The script, upcscan (Listing 1), uses a graphical interface based on the Tk toolkit. The GUI's text input box immediately grabs the keyboard focus when launched. Once the barcode scanner has identified a code, the numbers appear in the input box. The scanner sends a return key code when it is done, and the GUI responds with the callback function scan_done(). The function sends the barcode to the Amazon Web Services (AWS) and, after a delay of about a second, receives the title and author or artist of the book, CD, or DVD plus a URL that points to a JPEG image of the book or CD cover.

Figure 3 shows the application shortly after scanning the barcode printed on the back of a JavaScript book. The data fields are filled in correctly, and the program has received the right book cover from Amazon in return. Figure 4 shows the results after scanning a CD by Beach Boys vocalist Brian Wilson. In both cases, the script drops the retrieved data into a local SQLite database, which I can then browse to my heart's desire and write applications around (Figure 5).

Figure 3: The script has sent the scanned code to Amazon.com and received the product data in return.
Figure 4: The scanner identifies CDs and DVDs by interpreting the UPC code and retrieves the product data and cover image from Amazon.com.
Figure 5: The scanned article data is sent to the SQLite database.

Listing 1

upcscan

 

Keep on Ticking

Thanks to the Tk package from CPAN, slick GUIs are no problem for Perl scripts. Unfortunately, I had a problem with the application I had in mind: Longer operations, such as the web requests, caused the interface to freeze. Querying Amazon with a barcode can take a couple of seconds, and the interface would freeze in the meantime.

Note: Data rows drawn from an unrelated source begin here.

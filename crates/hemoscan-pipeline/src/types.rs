//! Shared types for the hemoscan detection pipelines.

use std::fmt;

use serde::{Deserialize, Serialize};

use crate::mask::BinaryMask;

/// Re-export `GrayImage` so downstream crates can reference
/// single-channel intermediates without depending on `image` directly.
pub use image::GrayImage;

/// Re-export `RgbImage` so downstream crates can reference colour
/// rasters without depending on `image` directly.
pub use image::RgbImage;

/// Image dimensions in pixels.
#[derive(Debug, Clone, Copy, PartialEq, Eq, Serialize, Deserialize)]
pub struct Dimensions {
    /// Width in pixels.
    pub width: u32,
    /// Height in pixels.
    pub height: u32,
}

impl Dimensions {
    /// Create a new dimension pair.
    #[must_use]
    pub const fn new(width: u32, height: u32) -> Self {
        Self { width, height }
    }

    /// Total pixel count (`width * height`).
    #[must_use]
    pub const fn pixel_count(self) -> u64 {
        self.width as u64 * self.height as u64
    }

    /// Returns `true` if either axis is zero.
    #[must_use]
    pub const fn is_empty(self) -> bool {
        self.width == 0 || self.height == 0
    }
}

impl fmt::Display for Dimensions {
    fn fmt(&self, f: &mut fmt::Formatter<'_>) -> fmt::Result {
        write!(f, "{}x{}", self.width, self.height)
    }
}

/// An 8-bit raster with either one or three channels.
///
/// Colour rasters use the `image` crate's RGB channel order. Binary masks
/// are carried as [`RasterImage::Gray`] with values in `{0, 255}`.
#[derive(Debug, Clone, PartialEq, Eq)]
pub enum RasterImage {
    /// Three-channel colour image.
    Color(RgbImage),
    /// Single-channel grayscale image or materialised mask.
    Gray(GrayImage),
}

impl RasterImage {
    /// Width in pixels.
    #[must_use]
    pub fn width(&self) -> u32 {
        match self {
            Self::Color(img) => img.width(),
            Self::Gray(img) => img.width(),
        }
    }

    /// Height in pixels.
    #[must_use]
    pub fn height(&self) -> u32 {
        match self {
            Self::Color(img) => img.height(),
            Self::Gray(img) => img.height(),
        }
    }

    /// Width and height as [`Dimensions`].
    #[must_use]
    pub fn dimensions(&self) -> Dimensions {
        Dimensions::new(self.width(), self.height())
    }

    /// Number of channels per pixel (1 or 3).
    #[must_use]
    pub const fn channel_count(&self) -> u8 {
        match self {
            Self::Color(_) => 3,
            Self::Gray(_) => 1,
        }
    }

    /// The colour raster, if this is a three-channel image.
    #[must_use]
    pub const fn as_color(&self) -> Option<&RgbImage> {
        match self {
            Self::Color(img) => Some(img),
            Self::Gray(_) => None,
        }
    }

    /// The grayscale raster, if this is a single-channel image.
    #[must_use]
    pub const fn as_gray(&self) -> Option<&GrayImage> {
        match self {
            Self::Color(_) => None,
            Self::Gray(img) => Some(img),
        }
    }

    /// Expand to RGB, replicating the gray value across channels when
    /// needed. Used by renderers that compose mixed stages.
    #[must_use]
    pub fn to_rgb(&self) -> RgbImage {
        match self {
            Self::Color(img) => img.clone(),
            Self::Gray(img) => RgbImage::from_fn(img.width(), img.height(), |x, y| {
                let v = img.get_pixel(x, y).0[0];
                image::Rgb([v, v, v])
            }),
        }
    }

    /// Validate that this raster is a non-empty colour image and return it.
    ///
    /// This is the single entry check both pipelines perform before any
    /// filter runs.
    ///
    /// # Errors
    ///
    /// Returns [`PipelineError::InvalidInput`] if the raster has a zero
    /// dimension or is not three-channel.
    pub fn require_color(&self) -> Result<&RgbImage, PipelineError> {
        if self.dimensions().is_empty() {
            return Err(PipelineError::InvalidInput(format!(
                "raster is empty ({})",
                self.dimensions()
            )));
        }
        self.as_color().ok_or_else(|| {
            PipelineError::InvalidInput(format!(
                "expected 3 channels, got {}",
                self.channel_count()
            ))
        })
    }
}

impl From<RgbImage> for RasterImage {
    fn from(img: RgbImage) -> Self {
        Self::Color(img)
    }
}

impl From<GrayImage> for RasterImage {
    fn from(img: GrayImage) -> Self {
        Self::Gray(img)
    }
}

impl From<BinaryMask> for RasterImage {
    fn from(mask: BinaryMask) -> Self {
        Self::Gray(mask.into_gray())
    }
}

impl From<RasterImage> for image::DynamicImage {
    fn from(raster: RasterImage) -> Self {
        match raster {
            RasterImage::Color(img) => Self::ImageRgb8(img),
            RasterImage::Gray(img) => Self::ImageLuma8(img),
        }
    }
}

/// Serde-compatible proxy for [`RasterImage`].
///
/// `image::ImageBuffer` does not implement serde traits, so rasters are
/// represented as `(channels, width, height, raw_pixel_bytes)`.
#[derive(Serialize, Deserialize)]
struct RasterProxy(u8, u32, u32, Vec<u8>);

impl Serialize for RasterImage {
    fn serialize<S: serde::Serializer>(&self, serializer: S) -> Result<S::Ok, S::Error> {
        let proxy = match self {
            Self::Color(img) => RasterProxy(3, img.width(), img.height(), img.as_raw().clone()),
            Self::Gray(img) => RasterProxy(1, img.width(), img.height(), img.as_raw().clone()),
        };
        proxy.serialize(serializer)
    }
}

impl<'de> Deserialize<'de> for RasterImage {
    fn deserialize<D: serde::Deserializer<'de>>(deserializer: D) -> Result<Self, D::Error> {
        let RasterProxy(channels, width, height, raw) = RasterProxy::deserialize(deserializer)?;
        match channels {
            3 => RgbImage::from_raw(width, height, raw)
                .map(Self::Color)
                .ok_or_else(|| serde::de::Error::custom("invalid RGB image dimensions")),
            1 => GrayImage::from_raw(width, height, raw)
                .map(Self::Gray)
                .ok_or_else(|| serde::de::Error::custom("invalid grayscale image dimensions")),
            n => Err(serde::de::Error::custom(format!(
                "unsupported channel count {n}"
            ))),
        }
    }
}

/// Which of the two detection pipelines produced a result.
#[derive(Debug, Clone, Copy, PartialEq, Eq, Hash, Serialize, Deserialize)]
pub enum Method {
    /// Method 1: vessel enhancement intersected with red-hue lesions.
    Vessel,
    /// Method 2: green-channel contrast, background subtraction and
    /// local thresholding.
    Stepwise,
}

impl Method {
    /// Short machine-friendly name, used for output directory names.
    #[must_use]
    pub const fn slug(self) -> &'static str {
        match self {
            Self::Vessel => "vessel",
            Self::Stepwise => "stepwise",
        }
    }
}

impl fmt::Display for Method {
    fn fmt(&self, f: &mut fmt::Formatter<'_>) -> fmt::Result {
        match self {
            Self::Vessel => f.write_str("Method 1: Vessel + Hemorrhage Detection"),
            Self::Stepwise => f.write_str("Method 2: Step-wise Hemorrhage Detection"),
        }
    }
}

/// One labelled image in a [`PipelineResult`].
#[derive(Debug, Clone, PartialEq, Eq, Serialize, Deserialize)]
pub struct StageImage {
    /// Stage label, e.g. `"hemorrhage_mask"`.
    pub label: String,
    /// The stage output.
    pub image: RasterImage,
}

/// The ordered, inspectable trace of one pipeline run.
///
/// Order matches the stage sequence. This is the only unit handed to the
/// rendering boundary.
#[derive(Debug, Clone, PartialEq, Eq, Serialize, Deserialize)]
pub struct PipelineResult {
    /// Which pipeline produced these stages.
    pub method: Method,
    stages: Vec<StageImage>,
}

impl PipelineResult {
    /// Create a result from labelled stages in pipeline order.
    #[must_use]
    pub fn new(method: Method, stages: Vec<(&str, RasterImage)>) -> Self {
        Self {
            method,
            stages: stages
                .into_iter()
                .map(|(label, image)| StageImage {
                    label: label.to_owned(),
                    image,
                })
                .collect(),
        }
    }

    /// Number of stages.
    #[must_use]
    pub const fn len(&self) -> usize {
        self.stages.len()
    }

    /// Returns `true` if there are no stages.
    #[must_use]
    pub const fn is_empty(&self) -> bool {
        self.stages.is_empty()
    }

    /// Stage labels in order.
    #[must_use]
    pub fn labels(&self) -> Vec<&str> {
        self.stages.iter().map(|s| s.label.as_str()).collect()
    }

    /// Look up a stage image by label.
    #[must_use]
    pub fn get(&self, label: &str) -> Option<&RasterImage> {
        self.stages
            .iter()
            .find(|s| s.label == label)
            .map(|s| &s.image)
    }

    /// All stages in order.
    #[must_use]
    pub fn stages(&self) -> &[StageImage] {
        &self.stages
    }

    /// Iterate over stages in order.
    pub fn iter(&self) -> std::slice::Iter<'_, StageImage> {
        self.stages.iter()
    }
}

impl<'a> IntoIterator for &'a PipelineResult {
    type Item = &'a StageImage;
    type IntoIter = std::slice::Iter<'a, StageImage>;

    fn into_iter(self) -> Self::IntoIter {
        self.stages.iter()
    }
}

/// Foreground statistics of a final detection mask.
#[derive(Debug, Clone, Copy, PartialEq, Serialize, Deserialize)]
pub struct MaskSummary {
    /// Mask dimensions.
    pub dimensions: Dimensions,
    /// Number of set pixels.
    pub foreground_pixels: u64,
    /// `foreground_pixels / pixel_count`, or 0 for an empty raster.
    pub foreground_fraction: f64,
}

impl MaskSummary {
    /// Summarise a binary mask.
    #[must_use]
    pub fn of(mask: &BinaryMask) -> Self {
        let dimensions = mask.dimensions();
        let foreground_pixels = mask.count();
        let total = dimensions.pixel_count();
        #[allow(clippy::cast_precision_loss)]
        let foreground_fraction = if total == 0 {
            0.0
        } else {
            foreground_pixels as f64 / total as f64
        };
        Self {
            dimensions,
            foreground_pixels,
            foreground_fraction,
        }
    }
}

/// Errors that can occur during pipeline processing.
///
/// Degenerate outcomes (empty or uniform masks) are not errors; they are
/// returned as ordinary results.
///
/// Uses custom `Serialize`/`Deserialize` because `image::ImageError`
/// does not implement serde traits. The `ImageDecode` variant is
/// serialized as its `Display` string.
#[derive(Debug, thiserror::Error)]
pub enum PipelineError {
    /// Failed to decode the input image.
    #[error("failed to decode image: {0}")]
    ImageDecode(#[from] image::ImageError),

    /// The input image bytes were empty.
    #[error("input image data is empty")]
    EmptyInput,

    /// The input raster is zero-sized or has the wrong channel count.
    #[error("invalid input raster: {0}")]
    InvalidInput(String),

    /// Pipeline configuration is invalid.
    #[error("invalid pipeline configuration: {0}")]
    InvalidConfig(String),
}

/// Serde-compatible proxy for `PipelineError`.
///
/// A deserialized `ImageDecode` becomes `InvalidInput` carrying the
/// original message, since the typed `image::ImageError` cannot be
/// reconstructed.
#[derive(Serialize, Deserialize)]
enum PipelineErrorProxy {
    ImageDecode(String),
    EmptyInput,
    InvalidInput(String),
    InvalidConfig(String),
}

impl Serialize for PipelineError {
    fn serialize<S: serde::Serializer>(&self, serializer: S) -> Result<S::Ok, S::Error> {
        let proxy = match self {
            Self::ImageDecode(e) => PipelineErrorProxy::ImageDecode(e.to_string()),
            Self::EmptyInput => PipelineErrorProxy::EmptyInput,
            Self::InvalidInput(s) => PipelineErrorProxy::InvalidInput(s.clone()),
            Self::InvalidConfig(s) => PipelineErrorProxy::InvalidConfig(s.clone()),
        };
        proxy.serialize(serializer)
    }
}

impl<'de> Deserialize<'de> for PipelineError {
    fn deserialize<D: serde::Deserializer<'de>>(deserializer: D) -> Result<Self, D::Error> {
        let proxy = PipelineErrorProxy::deserialize(deserializer)?;
        Ok(match proxy {
            PipelineErrorProxy::ImageDecode(msg) => {
                Self::InvalidInput(format!("image decode error: {msg}"))
            }
            PipelineErrorProxy::EmptyInput => Self::EmptyInput,
            PipelineErrorProxy::InvalidInput(s) => Self::InvalidInput(s),
            PipelineErrorProxy::InvalidConfig(s) => Self::InvalidConfig(s),
        })
    }
}
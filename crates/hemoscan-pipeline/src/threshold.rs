//! Global and local (adaptive) thresholding.

use image::{GrayImage, ImageBuffer, Luma};
use imageproc::contrast::ThresholdType;
use imageproc::integral_image::integral_image;

use crate::mask::BinaryMask;

/// Set every pixel strictly brighter than `threshold`.
#[must_use = "returns the binary mask"]
pub fn binary_threshold(image: &GrayImage, threshold: u8) -> BinaryMask {
    let thresholded = imageproc::contrast::threshold(image, threshold, ThresholdType::Binary);
    BinaryMask::from_nonzero(&thresholded)
}

/// Local mean thresholding.
///
/// For every pixel the arithmetic mean of the `block_size` x `block_size`
/// window centred on it is computed (the window is clipped at the image
/// border, and the mean is over the pixels that remain). The pixel is set
/// when `pixel - offset > mean`, compared exactly in integer arithmetic.
///
/// Strict comparison means a pixel equal to its local mean is never set,
/// and a uniform image always produces an empty mask for `offset >= 0`.
///
/// `block_size` should be odd; an even size behaves like the next odd
/// size down.
#[must_use = "returns the binary mask"]
pub fn local_mean_threshold(image: &GrayImage, block_size: u32, offset: i32) -> BinaryMask {
    let (w, h) = image.dimensions();
    let radius = block_size / 2;
    let integral: ImageBuffer<Luma<u64>, Vec<u64>> = integral_image::<_, u64>(image);

    // `integral` is (w + 1) x (h + 1); entry (x, y) holds the sum of all
    // pixels strictly above and to the left of (x, y).
    let window_sum = |x0: u32, y0: u32, x1: u32, y1: u32| -> i64 {
        let at = |x: u32, y: u32| {
            #[allow(clippy::cast_possible_wrap)]
            let v = integral.get_pixel(x, y).0[0] as i64;
            v
        };
        at(x1 + 1, y1 + 1) - at(x0, y1 + 1) - at(x1 + 1, y0) + at(x0, y0)
    };

    BinaryMask::from_fn(w, h, |x, y| {
        let x0 = x.saturating_sub(radius);
        let y0 = y.saturating_sub(radius);
        let x1 = (x + radius).min(w - 1);
        let y1 = (y + radius).min(h - 1);
        let count = i64::from(x1 - x0 + 1) * i64::from(y1 - y0 + 1);
        let sum = window_sum(x0, y0, x1, y1);
        let shifted = i64::from(image.get_pixel(x, y).0[0]) - i64::from(offset);
        shifted * count > sum
    })
}

#[cfg(test)]
mod tests {
    use super::*;

    #[test]
    fn binary_threshold_is_strict() {
        let img = GrayImage::from_fn(3, 1, |x, _| Luma([[19, 20, 21][x as usize]]));
        let mask = binary_threshold(&img, 20);
        assert!(!mask.is_set(0, 0));
        assert!(!mask.is_set(1, 0));
        assert!(mask.is_set(2, 0));
    }

    #[test]
    fn uniform_image_is_all_background() {
        let img = GrayImage::from_pixel(64, 64, Luma([128]));
        assert!(local_mean_threshold(&img, 51, 10).is_empty());
    }

    #[test]
    fn pixel_equal_to_local_mean_is_background_even_without_offset() {
        let img = GrayImage::from_pixel(9, 9, Luma([77]));
        assert!(local_mean_threshold(&img, 5, 0).is_empty());
    }

    #[test]
    fn margin_must_be_exceeded() {
        // 3x3 image, block covers everything. Centre 100, others 0:
        // mean = 100 / 9 ≈ 11.1. With offset 88, 100 - 88 = 12 > 11.1.
        // With offset 89, 11 < 11.1.
        let img = GrayImage::from_fn(3, 3, |x, y| Luma([if (x, y) == (1, 1) { 100 } else { 0 }]));
        assert!(local_mean_threshold(&img, 3, 88).is_set(1, 1));
        assert!(!local_mean_threshold(&img, 3, 89).is_set(1, 1));
    }

    #[test]
    fn bright_spot_on_dark_background_is_detected() {
        let img = GrayImage::from_fn(60, 60, |x, y| {
            let dx = i64::from(x) - 30;
            let dy = i64::from(y) - 30;
            Luma([if dx * dx + dy * dy <= 9 { 200 } else { 50 }])
        });
        let mask = local_mean_threshold(&img, 51, 10);
        assert!(mask.is_set(30, 30));
        assert!(!mask.is_set(5, 5));
        assert!(!mask.is_set(30, 40));
    }

    #[test]
    fn negative_offset_admits_pixels_below_mean() {
        let img = GrayImage::from_pixel(8, 8, Luma([50]));
        let mask = local_mean_threshold(&img, 3, -1);
        assert_eq!(mask.count(), 64);
    }

    #[test]
    fn window_is_clipped_at_borders() {
        // Bright left column. The clipped window at the corner covers
        // 2x2 pixels (mean 100) and at (0, 2) covers 2x3 (mean 100), so
        // both column pixels clear their mean. (1, 2) is dark.
        let img = GrayImage::from_fn(5, 5, |x, _| Luma([if x == 0 { 200 } else { 0 }]));
        let mask = local_mean_threshold(&img, 3, 0);
        assert!(mask.is_set(0, 0));
        assert!(mask.is_set(0, 2));
        assert!(!mask.is_set(1, 2));
    }
}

The POE module, also from CPAN, gave me a workaround – it lets the GUI run in an event-oriented userspace "kernel." However, don't confuse this with the Linux kernel; in POE, "kernel" is just a fancy name for an event loop. It provides mechanisms for cooperative multitasking.

The script does not handle web requests synchronously in this environment; instead, it sends a request to the web server and then immediately hands control back to the POE kernel and, therefore, the GUI event loop. When the response comes back from the Internet, the kernel wakes up the waiting task and passes in the data.

The Net::Amazon CPAN module handles communications with Amazon and supports a variety of requests to the giant retailer's web service. Internally, it does not use the asynchronous POE module to query the Amazon database. Instead, it uses the synchronous LWP::UserAgent. You can use the ua parameter to tell the module to work with a user agent that you pass in to it.

CPAN has LWP::UserAgent::POE, an agent with an LWP interface that respects the special asynchronous needs of the POE kernel. While the module issues web requests, and seemingly waits synchronously for the results, some black magic inside the module allows the POE kernel to keep on ticking, thus giving other tasks their turn.